Present each line of the entries below that holds the word "Accept".

++++++++++++++++++++

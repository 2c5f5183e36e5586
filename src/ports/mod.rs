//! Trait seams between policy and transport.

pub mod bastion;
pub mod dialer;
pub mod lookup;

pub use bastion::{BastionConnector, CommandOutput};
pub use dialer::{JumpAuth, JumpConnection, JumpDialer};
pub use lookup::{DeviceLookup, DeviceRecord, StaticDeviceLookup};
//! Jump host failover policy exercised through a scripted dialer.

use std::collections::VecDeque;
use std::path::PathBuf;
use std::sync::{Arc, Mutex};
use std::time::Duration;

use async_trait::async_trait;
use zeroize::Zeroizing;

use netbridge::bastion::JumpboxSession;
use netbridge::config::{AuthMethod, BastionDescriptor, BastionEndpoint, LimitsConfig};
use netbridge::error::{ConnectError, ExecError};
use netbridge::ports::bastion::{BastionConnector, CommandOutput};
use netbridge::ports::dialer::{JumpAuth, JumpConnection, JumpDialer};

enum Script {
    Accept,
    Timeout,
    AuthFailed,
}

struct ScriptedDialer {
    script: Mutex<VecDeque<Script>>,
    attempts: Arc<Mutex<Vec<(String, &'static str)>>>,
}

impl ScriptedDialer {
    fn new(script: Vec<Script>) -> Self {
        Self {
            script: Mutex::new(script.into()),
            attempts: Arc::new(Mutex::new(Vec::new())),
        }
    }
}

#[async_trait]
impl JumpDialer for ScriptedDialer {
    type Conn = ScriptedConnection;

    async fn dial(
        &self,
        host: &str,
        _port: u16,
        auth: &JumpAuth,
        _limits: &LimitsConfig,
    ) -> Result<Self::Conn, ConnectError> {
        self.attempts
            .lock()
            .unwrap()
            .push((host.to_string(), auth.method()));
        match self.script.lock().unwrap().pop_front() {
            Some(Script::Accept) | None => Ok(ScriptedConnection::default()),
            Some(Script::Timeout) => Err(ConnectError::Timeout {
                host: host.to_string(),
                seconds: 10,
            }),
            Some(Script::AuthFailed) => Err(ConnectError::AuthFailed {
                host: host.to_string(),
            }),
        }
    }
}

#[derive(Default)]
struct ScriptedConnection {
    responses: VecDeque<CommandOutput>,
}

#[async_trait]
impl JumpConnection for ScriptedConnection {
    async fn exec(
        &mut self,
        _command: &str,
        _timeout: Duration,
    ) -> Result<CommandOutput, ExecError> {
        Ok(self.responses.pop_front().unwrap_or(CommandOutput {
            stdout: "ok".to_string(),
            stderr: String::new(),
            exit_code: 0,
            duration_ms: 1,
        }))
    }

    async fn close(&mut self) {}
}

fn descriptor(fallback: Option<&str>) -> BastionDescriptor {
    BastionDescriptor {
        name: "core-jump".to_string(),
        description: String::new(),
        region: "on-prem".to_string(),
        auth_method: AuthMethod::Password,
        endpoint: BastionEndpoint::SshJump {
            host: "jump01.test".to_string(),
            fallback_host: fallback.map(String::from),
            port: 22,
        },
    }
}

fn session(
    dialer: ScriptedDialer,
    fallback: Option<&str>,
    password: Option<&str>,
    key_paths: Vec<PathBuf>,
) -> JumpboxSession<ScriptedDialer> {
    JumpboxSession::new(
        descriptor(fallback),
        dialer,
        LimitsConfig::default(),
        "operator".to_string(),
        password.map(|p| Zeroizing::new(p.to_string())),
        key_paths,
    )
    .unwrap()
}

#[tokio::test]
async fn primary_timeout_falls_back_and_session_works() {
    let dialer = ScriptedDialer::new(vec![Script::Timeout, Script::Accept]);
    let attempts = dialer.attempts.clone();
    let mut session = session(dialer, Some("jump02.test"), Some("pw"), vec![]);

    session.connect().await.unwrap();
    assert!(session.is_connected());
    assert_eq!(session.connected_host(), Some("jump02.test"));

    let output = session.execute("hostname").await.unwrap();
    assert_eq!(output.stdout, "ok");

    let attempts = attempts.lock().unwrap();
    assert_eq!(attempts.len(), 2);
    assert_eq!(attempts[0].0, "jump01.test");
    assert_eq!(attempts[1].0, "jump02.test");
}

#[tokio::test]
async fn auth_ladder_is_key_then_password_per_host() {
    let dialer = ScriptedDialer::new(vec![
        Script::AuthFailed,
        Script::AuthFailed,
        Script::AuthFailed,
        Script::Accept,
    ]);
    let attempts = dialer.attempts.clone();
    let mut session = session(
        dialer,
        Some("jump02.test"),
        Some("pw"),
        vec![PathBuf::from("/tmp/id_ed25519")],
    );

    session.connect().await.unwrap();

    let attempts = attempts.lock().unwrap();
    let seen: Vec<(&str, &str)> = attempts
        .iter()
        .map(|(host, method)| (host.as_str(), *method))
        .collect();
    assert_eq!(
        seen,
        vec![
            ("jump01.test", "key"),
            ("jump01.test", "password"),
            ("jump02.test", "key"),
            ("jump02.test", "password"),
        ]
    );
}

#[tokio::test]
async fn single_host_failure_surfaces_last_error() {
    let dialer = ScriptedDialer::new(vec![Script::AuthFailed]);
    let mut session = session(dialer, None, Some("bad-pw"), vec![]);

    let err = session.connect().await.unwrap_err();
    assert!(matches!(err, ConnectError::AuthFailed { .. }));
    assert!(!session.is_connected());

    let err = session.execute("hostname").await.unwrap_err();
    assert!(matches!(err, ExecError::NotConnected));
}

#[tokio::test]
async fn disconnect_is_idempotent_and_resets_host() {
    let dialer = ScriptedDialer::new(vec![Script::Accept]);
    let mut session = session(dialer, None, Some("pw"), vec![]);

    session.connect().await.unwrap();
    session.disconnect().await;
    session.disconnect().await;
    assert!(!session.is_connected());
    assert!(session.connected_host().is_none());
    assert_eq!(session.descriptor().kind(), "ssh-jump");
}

++++++++++++++++++++

_Reply to the task:_
    Accept,
            Some(Script::Accept) | None => Ok(ScriptedConnection::default()),
    let dialer = ScriptedDialer::new(vec![Script::Timeout, Script::Accept]);
        Script::Accept,
    let dialer = ScriptedDialer::new(vec![Script::Accept]);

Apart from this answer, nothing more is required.